Sant’Ambrogio, in una catechesi sull’eucaristia, commenta il vangelo del cieco nato. Dopo aver spiegato ai neofiti della sua Chiesa il significato della rigenerazione che viene dal Battesimo, scrive: «Che cosa si fa in seguito? Puoi accostarti all’altare». Coloro che erano appena stati purificati dal lavacro, infatti, nella veglia pasquale potevano per la prima volta accedere all’eucaristia, partecipando ai riti di comunione. Avevano finalmente il permesso, come veri e propri “illuminati”, di vedere quello a cui prima non potevano assistere: «E poiché sei venuto, puoi vedere ciò che prima non vedevi. Questo è il mistero, che hai letto nel Vangelo», continua il Vescovo di Milano, riferendosi al brano della guarigione del cieco nato.

Ambrogio ci aiuta a capire cosa saremmo senza il Battesimo e il dono della fede, cioè persone miopi che vedono solo in parte la realtà: «Considera anche tu gli occhi del tuo cuore. Tu, servendoti dei tuoi occhi corporali, vedevi le cose del mondo materiale, ma non riuscivi ancora a vedere i misteri della grazia con gli occhi del cuore.
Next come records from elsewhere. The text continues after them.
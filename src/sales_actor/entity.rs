//! ActorEntity implementation for [`SaleRecord`].
//!
//! Records are validated on append, stamped with the current time, and never change
//! afterwards: the update payload is uninhabited and `on_delete` always refuses.

use super::{SaleError, SaleRecordAction};
use crate::model::{SaleId, SaleRecord, SaleRecordCreate, SaleRecordUpdate};
use actor_framework::ActorEntity;
use async_trait::async_trait;
use chrono::Utc;

#[async_trait]
impl ActorEntity for SaleRecord {
    type Id = SaleId;
    type Create = SaleRecordCreate;
    type Update = SaleRecordUpdate;
    type Action = SaleRecordAction;
    type ActionResult = ();
    type Context = ();
    type Error = SaleError;

    fn from_create_params(id: SaleId, params: SaleRecordCreate) -> Result<Self, Self::Error> {
        if params.quantity == 0 {
            return Err(SaleError::Validation(
                "quantity must be at least 1".to_string(),
            ));
        }
        if params.unit_price.is_sign_negative() && !params.unit_price.is_zero() {
            return Err(SaleError::Validation(format!(
                "unit price must not be negative, got {}",
                params.unit_price
            )));
        }
        Ok(Self {
            id,
            created_at: Utc::now(),
            item_id: params.item_id,
            name: params.name,
            category: params.category,
            unit_price: params.unit_price,
            quantity: params.quantity,
        })
    }

    async fn on_update(&mut self, update: SaleRecordUpdate, _ctx: &()) -> Result<(), Self::Error> {
        match update {}
    }

    async fn on_delete(&self, _ctx: &()) -> Result<(), Self::Error> {
        Err(SaleError::AppendOnly(self.id))
    }

    async fn handle_action(
        &mut self,
        action: SaleRecordAction,
        _ctx: &(),
    ) -> Result<(), Self::Error> {
        match action {}
    }
}
use crate::model::{CatalogItem, ItemId};
use chrono::{DateTime, Utc};
use rust_decimal::Decimal;
use serde::{Deserialize, Serialize};
use std::fmt::Display;

/// Type-safe identifier for sale records.
#[derive(Debug, Clone, Copy, PartialEq, Eq, Hash, PartialOrd, Ord, Serialize, Deserialize)]
pub struct SaleId(pub u32);

impl From<u32> for SaleId {
    fn from(id: u32) -> Self {
        Self(id)
    }
}

impl Display for SaleId {
    fn fmt(&self, f: &mut std::fmt::Formatter<'_>) -> std::fmt::Result {
        write!(f, "sale_{}", self.0)
    }
}

/// One committed sale: an immutable entry in the sale record store.
///
/// # Actor Framework
/// This struct implements the [`ActorEntity`](actor_framework::ActorEntity) trait.
/// It has no update payload ([`SaleRecordUpdate`] is uninhabited) and its delete hook
/// always refuses, so once appended a record can only be read.
///
/// Name, category and unit price are copied from the catalog item at the moment of sale;
/// later price edits do not rewrite history.
#[derive(Debug, Clone, PartialEq, Serialize, Deserialize)]
pub struct SaleRecord {
    pub id: SaleId,
    pub created_at: DateTime<Utc>,
    pub item_id: ItemId,
    pub name: String,
    pub category: String,
    pub unit_price: Decimal,
    pub quantity: u32,
}

impl SaleRecord {
    pub fn revenue(&self) -> Decimal {
        self.unit_price * Decimal::from(self.quantity)
    }
}

/// Payload for appending a sale record.
#[derive(Debug, Clone, PartialEq, Serialize, Deserialize)]
pub struct SaleRecordCreate {
    pub item_id: ItemId,
    pub name: String,
    pub category: String,
    pub unit_price: Decimal,
    pub quantity: u32,
}

impl SaleRecordCreate {
    /// Captures the item's name, category and price as they are right now.
    pub fn from_item(item: &CatalogItem, quantity: u32) -> Self {
        Self {
            item_id: item.id,
            name: item.name.clone(),
            category: item.category.clone(),
            unit_price: item.price,
            quantity,
        }
    }
}

/// Sale records are never updated; this type has no values.
#[derive(Debug, Clone, Copy, PartialEq, Eq)]
pub enum SaleRecordUpdate {}

/// Every sale record, newest first.
///
/// An owned snapshot: iterating it does not consume it, so it can be walked any number of
/// times and always yields the same finite sequence.
#[derive(Debug, Clone, Default, PartialEq, Serialize)]
pub struct SaleHistory {
    records: Vec<SaleRecord>,
}

impl SaleHistory {
    /// Orders `records` newest first. Ties on timestamp fall back to the later id.
    pub fn new(mut records: Vec<SaleRecord>) -> Self {
        records.sort_by(|a, b| {
            b.created_at
                .cmp(&a.created_at)
                .then_with(|| b.id.cmp(&a.id))
        });
        Self { records }
    }

    pub fn iter(&self) -> std::slice::Iter<'_, SaleRecord> {
        self.records.iter()
    }

    pub fn len(&self) -> usize {
        self.records.len()
    }

    pub fn is_empty(&self) -> bool {
        self.records.is_empty()
    }

    pub fn for_item(&self, item_id: ItemId) -> impl Iterator<Item = &SaleRecord> {
        self.records.iter().filter(move |r| r.item_id == item_id)
    }

    pub fn summary(&self) -> SalesSummary {
        SalesSummary::from_records(self.iter())
    }
}

impl<'a> IntoIterator for &'a SaleHistory {
    type Item = &'a SaleRecord;
    type IntoIter = std::slice::Iter<'a, SaleRecord>;

    fn into_iter(self) -> Self::IntoIter {
        self.records.iter()
    }
}

/// Reporting totals, always computed as a fold over sale records.
#[derive(Debug, Clone, Copy, Default, PartialEq, Eq, Serialize)]
pub struct SalesSummary {
    pub total_transactions: u64,
    pub total_units: u64,
    pub total_revenue: Decimal,
}

impl SalesSummary {
    pub fn from_records<'a>(records: impl IntoIterator<Item = &'a SaleRecord>) -> Self {
        records
            .into_iter()
            .fold(Self::default(), |acc, record| Self {
                total_transactions: acc.total_transactions + 1,
                total_units: acc.total_units + u64::from(record.quantity),
                total_revenue: acc.total_revenue + record.revenue(),
            })
    }
}

#[cfg(test)]
mod tests {
    use super::*;
    use chrono::TimeZone;
    use proptest::prelude::*;
    use rust_decimal_macros::dec;

    fn record(id: u32, secs: i64, price: Decimal, quantity: u32) -> SaleRecord {
        SaleRecord {
            id: SaleId(id),
            created_at: Utc.timestamp_opt(secs, 0).unwrap(),
            item_id: ItemId(id),
            name: format!("lot {id}"),
            category: "prints".into(),
            unit_price: price,
            quantity,
        }
    }

    #[test]
    fn history_is_newest_first_and_restartable() {
        let history = SaleHistory::new(vec![
            record(1, 100, dec!(5), 1),
            record(3, 300, dec!(5), 1),
            record(2, 300, dec!(5), 1),
        ]);

        let first: Vec<SaleId> = history.iter().map(|r| r.id).collect();
        let second: Vec<SaleId> = (&history).into_iter().map(|r| r.id).collect();
        assert_eq!(first, vec![SaleId(3), SaleId(2), SaleId(1)]);
        assert_eq!(first, second);
    }

    #[test]
    fn summary_of_empty_store_is_zero() {
        assert_eq!(SaleHistory::default().summary(), SalesSummary::default());
    }

    #[test]
    fn revenue_uses_captured_unit_price() {
        let summary = SalesSummary::from_records(&[
            record(1, 1, dec!(12.50), 2),
            record(2, 2, dec!(80), 1),
        ]);
        assert_eq!(summary.total_transactions, 2);
        assert_eq!(summary.total_units, 3);
        assert_eq!(summary.total_revenue, dec!(105.00));
    }

    proptest! {
        #[test]
        fn summary_matches_manual_fold(
            lines in prop::collection::vec((0u32..100_000, 1u32..50), 0..40)
        ) {
            let records: Vec<SaleRecord> = lines
                .iter()
                .enumerate()
                .map(|(i, (cents, qty))| record(i as u32 + 1, i as i64, Decimal::new(i64::from(*cents), 2), *qty))
                .collect();

            let summary = SaleHistory::new(records.clone()).summary();

            let units: u64 = records.iter().map(|r| u64::from(r.quantity)).sum();
            let revenue: Decimal = records.iter().map(|r| r.unit_price * Decimal::from(r.quantity)).sum();
            prop_assert_eq!(summary.total_transactions, records.len() as u64);
            prop_assert_eq!(summary.total_units, units);
            prop_assert_eq!(summary.total_revenue, revenue);
        }
    }
}
//! Plain data carried by the actors: catalog items and sale records, plus their DTOs.

pub mod item;
pub mod sale;

pub use item::*;
pub use sale::*;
Perciò Gesù prese del fango e te lo spalmò sugli occhi». Infine, il santo di Milano conclude la sua riflessione riflettendo sul cammino fatto dal cieco fino alla piscina di Siloe: «Sei andato, ti sei lavato, sei venuto all’altare, hai cominciato a vedere ciò che prima non avevi veduto».

I brani che abbiamo riportato ci aiutano a ricordare che la Quaresima si caratterizza soprattutto in senso battesimale: i catecumeni quaranta giorni prima di Pasqua si iscrivevano alla lista di coloro che, dopo tre anni, erano pronti per ricevere il Battesimo; seguivano poi una seria disciplina, caratterizzata da scrutini, preghiere e penitenze, e al termine dei quaranta giorni avrebbero finalmente ricevuto i sacramenti dell’iniziazione.

Questa prassi liturgica, seguita ancora oggi dalla Chiesa, non solo esprime la sapienza di un cammino, ma permette anche a coloro che hanno già ricevuto il Battesimo di riscoprirne la grazia e il significato, ripetendo, con quell’uomo, «Credo, Signore»!

Preghiamo perché anche chi ha avuto in dono la vista possa un giorno vedere il suo volto e rivolgersi a lui con le stesse parole.